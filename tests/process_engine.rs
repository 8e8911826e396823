//! Dispatch against stand-in engine executables written as shell scripts.
#![cfg(unix)]

use smartfile_core::{
    format_result, Action, CancelToken, CoreError, Dispatcher, ExecutionResult, Outcome, Pipeline,
    ProcessEngine, RealHostFs, Result, Settings, ValidatedCommand,
};
use std::fs;
use std::os::unix::fs::PermissionsExt;
use std::path::{Path, PathBuf};
use std::sync::Mutex;
use std::thread;
use std::time::{Duration, Instant};
use tempfile::TempDir;

// Writing an executable while another test thread forks can make exec fail
// with ETXTBSY, so script creation and execution are serialized.
static SPAWN_LOCK: Mutex<()> = Mutex::new(());

fn engine_script(dir: &Path, body: &str) -> PathBuf {
    let path = dir.join("smartfilecmd");
    fs::write(&path, format!("#!/bin/sh\n{body}\n")).unwrap();
    fs::set_permissions(&path, fs::Permissions::from_mode(0o755)).unwrap();
    path
}

fn copy_command() -> ValidatedCommand {
    ValidatedCommand {
        action: Action::Copy,
        pattern: ".pdf".into(),
        source: "~/Documents".into(),
        destination: "~/Backup".into(),
        dry_run: false,
        force: false,
        recursive: true,
        verbose: false,
    }
}

fn dispatch(body: &str, timeout: Duration) -> (TempDir, Result<ExecutionResult>) {
    let _guard = SPAWN_LOCK.lock().unwrap_or_else(|poisoned| poisoned.into_inner());
    let dir = tempfile::tempdir().unwrap();
    let engine = ProcessEngine::new(engine_script(dir.path(), body)).with_timeout(timeout);
    let result = Dispatcher::new(engine).execute(copy_command());
    (dir, result)
}

const COPIED: &str = r#"echo '{"success": true, "operation": "copy", "message": "Successfully copied 2 files", "files_scanned": 4, "files_matched": 2, "files_affected": 2, "start_time": "2024-03-01 10:00:00", "end_time": "2024-03-01 10:00:01"}'"#;

#[test]
fn request_reaches_engine_and_round_trips() {
    let body = format!("cat > \"$(dirname \"$0\")/request.json\"\n{COPIED}");
    let (dir, result) = dispatch(&body, Duration::from_secs(10));

    let result = result.unwrap();
    assert!(result.success);
    assert_eq!(result.files_affected, 2);
    assert!(format_result(&result, true).contains("⏱️ Duration: 1000ms"));

    let request = fs::read_to_string(dir.path().join("request.json")).unwrap();
    assert!(request.ends_with('\n'));
    let decoded: ValidatedCommand = serde_json::from_str(request.trim()).unwrap();
    assert_eq!(decoded, copy_command());
}

#[test]
fn stderr_chatter_does_not_disturb_decoding() {
    let body = format!("echo 'DEBUG: Parsed JSON' >&2\n{COPIED}");
    let (_dir, result) = dispatch(&body, Duration::from_secs(10));
    assert_eq!(result.unwrap().message, "Successfully copied 2 files");
}

#[test]
fn engine_failure_carries_stderr() {
    let (_dir, result) = dispatch("echo 'Invalid command' >&2\nexit 1", Duration::from_secs(10));
    match result {
        Err(CoreError::EngineError { code, stderr }) => {
            assert_eq!(code, Some(1));
            assert_eq!(stderr, "Invalid command");
        }
        other => panic!("expected EngineError, got {other:?}"),
    }
}

#[test]
fn reported_failure_is_formatted_not_raised() {
    let body = r#"echo '{"success": false, "operation": "copy", "error_message": "Permission denied"}'
exit 1"#;
    let (_dir, result) = dispatch(body, Duration::from_secs(10));
    let result = result.unwrap();
    assert_eq!(format_result(&result, false), "❌ Operation failed: Permission denied");
}

#[test]
fn malformed_output_is_protocol_error() {
    let (_dir, result) = dispatch("echo 'copied everything, trust me'", Duration::from_secs(10));
    match result {
        Err(CoreError::ProtocolError { raw, .. }) => assert!(raw.contains("trust me")),
        other => panic!("expected ProtocolError, got {other:?}"),
    }
}

#[test]
fn slow_engine_times_out() {
    let started = Instant::now();
    let (_dir, result) = dispatch("exec sleep 5", Duration::from_millis(200));
    assert!(matches!(result, Err(CoreError::Timeout { .. })));
    assert!(started.elapsed() < Duration::from_secs(4));
}

#[test]
fn output_held_open_by_a_grandchild_still_times_out() {
    let started = Instant::now();
    let body = format!("sleep 5 &\n{COPIED}");
    let (_dir, result) = dispatch(&body, Duration::from_millis(300));
    assert!(matches!(result, Err(CoreError::Timeout { .. })));
    assert!(started.elapsed() < Duration::from_secs(4));
}

#[test]
fn cancelling_mid_wait_kills_the_engine() {
    let _guard = SPAWN_LOCK.lock().unwrap_or_else(|poisoned| poisoned.into_inner());
    let dir = tempfile::tempdir().unwrap();
    let marker = dir.path().join("started");
    let script = engine_script(dir.path(), "touch \"$(dirname \"$0\")/started\"\nexec sleep 5");

    let cancel = CancelToken::new();
    let trigger = cancel.clone();
    let raiser = thread::spawn(move || {
        while !marker.exists() {
            thread::sleep(Duration::from_millis(10));
        }
        trigger.cancel()
    });

    let started = Instant::now();
    let engine = ProcessEngine::new(script)
        .with_timeout(Duration::from_secs(10))
        .with_cancel(cancel);
    let result = Dispatcher::new(engine).execute(copy_command());

    assert!(matches!(result, Err(CoreError::UserCancelled)));
    assert!(started.elapsed() < Duration::from_secs(4));
    assert!(raiser.join().unwrap(), "engine wait should be watching the flag");
}

#[test]
fn missing_executable_is_engine_unavailable() {
    let dir = tempfile::tempdir().unwrap();
    let engine = ProcessEngine::new(dir.path().join("smartfilecmd"));
    let result = Dispatcher::new(engine).execute(copy_command());
    assert!(matches!(result, Err(CoreError::EngineUnavailable { .. })));
}

#[test]
fn pipeline_uses_configured_engine() {
    let _guard = SPAWN_LOCK.lock().unwrap_or_else(|poisoned| poisoned.into_inner());
    let dir = tempfile::tempdir().unwrap();
    let settings = Settings {
        engine_override: Some(engine_script(dir.path(), COPIED)),
        engine_timeout: Duration::from_secs(10),
        ..Settings::default()
    };

    let outcome = Pipeline::new(&RealHostFs, &settings)
        .run(copy_command(), &b""[..], Vec::new())
        .unwrap();
    match outcome {
        Outcome::Completed(result) => assert_eq!(result.operation, "copy"),
        other => panic!("expected Completed, got {other:?}"),
    }
}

—————

=== PROBLEM ===
Copy out every record exactly.

=== EXERCISE SOLUTION ===
filename tests/process_engine.rs
repository 8e8911826e396823
//! Dispatch against stand-in engine executables written as shell scripts.
#![cfg(unix)]

use smartfile_core::{
    format_result, Action, CancelToken, CoreError, Dispatcher, ExecutionResult, Outcome, Pipeline,
    ProcessEngine, RealHostFs, Result, Settings, ValidatedCommand,
};
use std::fs;
use std::os::unix::fs::PermissionsExt;
use std::path::{Path, PathBuf};
use std::sync::Mutex;
use std::thread;
use std::time::{Duration, Instant};
use tempfile::TempDir;

// Writing an executable while another test thread forks can make exec fail
// with ETXTBSY, so script creation and execution are serialized.
static SPAWN_LOCK: Mutex<()> = Mutex::new(());

fn engine_script(dir: &Path, body: &str) -> PathBuf {
    let path = dir.join("smartfilecmd");
    fs::write(&path, format!("#!/bin/sh\n{body}\n")).unwrap();
    fs::set_permissions(&path, fs::Permissions::from_mode(0o755)).unwrap();
    path
}

fn copy_command() -> ValidatedCommand {
    ValidatedCommand {
        action: Action::Copy,
        pattern: ".pdf".into(),
        source: "~/Documents".into(),
        destination: "~/Backup".into(),
        dry_run: false,
        force: false,
        recursive: true,
        verbose: false,
    }
}

fn dispatch(body: &str, timeout: Duration) -> (TempDir, Result<ExecutionResult>) {
    let _guard = SPAWN_LOCK.lock().unwrap_or_else(|poisoned| poisoned.into_inner());
    let dir = tempfile::tempdir().unwrap();
    let engine = ProcessEngine::new(engine_script(dir.path(), body)).with_timeout(timeout);
    let result = Dispatcher::new(engine).execute(copy_command());
    (dir, result)
}

const COPIED: &str = r#"echo '{"success": true, "operation": "copy", "message": "Successfully copied 2 files", "files_scanned": 4, "files_matched": 2, "files_affected": 2, "start_time": "2024-03-01 10:00:00", "end_time": "2024-03-01 10:00:01"}'"#;

#[test]
fn request_reaches_engine_and_round_trips() {
    let body = format!("cat > \"$(dirname \"$0\")/request.json\"\n{COPIED}");
    let (dir, result) = dispatch(&body, Duration::from_secs(10));

    let result = result.unwrap();
    assert!(result.success);
    assert_eq!(result.files_affected, 2);
    assert!(format_result(&result, true).contains("⏱️ Duration: 1000ms"));

    let request = fs::read_to_string(dir.path().join("request.json")).unwrap();
    assert!(request.ends_with('\n'));
    let decoded: ValidatedCommand = serde_json::from_str(request.trim()).unwrap();
    assert_eq!(decoded, copy_command());
}

#[test]
fn stderr_chatter_does_not_disturb_decoding() {
    let body = format!("echo 'DEBUG: Parsed JSON' >&2\n{COPIED}");
    let (_dir, result) = dispatch(&body, Duration::from_secs(10));
    assert_eq!(result.unwrap().message, "Successfully copied 2 files");
}

#[test]
fn engine_failure_carries_stderr() {
    let (_dir, result) = dispatch("echo 'Invalid command' >&2\nexit 1", Duration::from_secs(10));
    match result {
        Err(CoreError::EngineError { code, stderr }) => {
            assert_eq!(code, Some(1));
            assert_eq!(stderr, "Invalid command");
        }
        other => panic!("expected EngineError, got {other:?}"),
    }
}

#[test]
fn reported_failure_is_formatted_not_raised() {
    let body = r#"echo '{"success": false, "operation": "copy", "error_message": "Permission denied"}'
exit 1"#;
    let (_dir, result) = dispatch(body, Duration::from_secs(10));
    let result = result.unwrap();
    assert_eq!(format_result(&result, false), "❌ Operation failed: Permission denied");
}

#[test]
fn malformed_output_is_protocol_error() {
    let (_dir, result) = dispatch("echo 'copied everything, trust me'", Duration::from_secs(10));
    match result {
        Err(CoreError::ProtocolError { raw, .. }) => assert!(raw.contains("trust me")),
        other => panic!("expected ProtocolError, got {other:?}"),
    }
}

#[test]
fn slow_engine_times_out() {
    let started = Instant::now();
    let (_dir, result) = dispatch("exec sleep 5", Duration::from_millis(200));
    assert!(matches!(result, Err(CoreError::Timeout { .. })));
    assert!(started.elapsed() < Duration::from_secs(4));
}

#[test]
fn output_held_open_by_a_grandchild_still_times_out() {
    let started = Instant::now();
    let body = format!("sleep 5 &\n{COPIED}");
    let (_dir, result) = dispatch(&body, Duration::from_millis(300));
    assert!(matches!(result, Err(CoreError::Timeout { .. })));
    assert!(started.elapsed() < Duration::from_secs(4));
}

#[test]
fn cancelling_mid_wait_kills_the_engine() {
    let _guard = SPAWN_LOCK.lock().unwrap_or_else(|poisoned| poisoned.into_inner());
    let dir = tempfile::tempdir().unwrap();
    let marker = dir.path().join("started");
    let script = engine_script(dir.path(), "touch \"$(dirname \"$0\")/started\"\nexec sleep 5");

    let cancel = CancelToken::new();
    let trigger = cancel.clone();
    let raiser = thread::spawn(move || {
        while !marker.exists() {
            thread::sleep(Duration::from_millis(10));
        }
        trigger.cancel()
    });

    let started = Instant::now();
    let engine = ProcessEngine::new(script)
        .with_timeout(Duration::from_secs(10))
        .with_cancel(cancel);
    let result = Dispatcher::new(engine).execute(copy_command());

    assert!(matches!(result, Err(CoreError::UserCancelled)));
    assert!(started.elapsed() < Duration::from_secs(4));
    assert!(raiser.join().unwrap(), "engine wait should be watching the flag");
}

#[test]
fn missing_executable_is_engine_unavailable() {
    let dir = tempfile::tempdir().unwrap();
    let engine = ProcessEngine::new(dir.path().join("smartfilecmd"));
    let result = Dispatcher::new(engine).execute(copy_command());
    assert!(matches!(result, Err(CoreError::EngineUnavailable { .. })));
}

#[test]
fn pipeline_uses_configured_engine() {
    let _guard = SPAWN_LOCK.lock().unwrap_or_else(|poisoned| poisoned.into_inner());
    let dir = tempfile::tempdir().unwrap();
    let settings = Settings {
        engine_override: Some(engine_script(dir.path(), COPIED)),
        engine_timeout: Duration::from_secs(10),
        ..Settings::default()
    };

    let outcome = Pipeline::new(&RealHostFs, &settings)
        .run(copy_command(), &b""[..], Vec::new())
        .unwrap();
    match outcome {
        Outcome::Completed(result) => assert_eq!(result.operation, "copy"),
        other => panic!("expected Completed, got {other:?}"),
    }
}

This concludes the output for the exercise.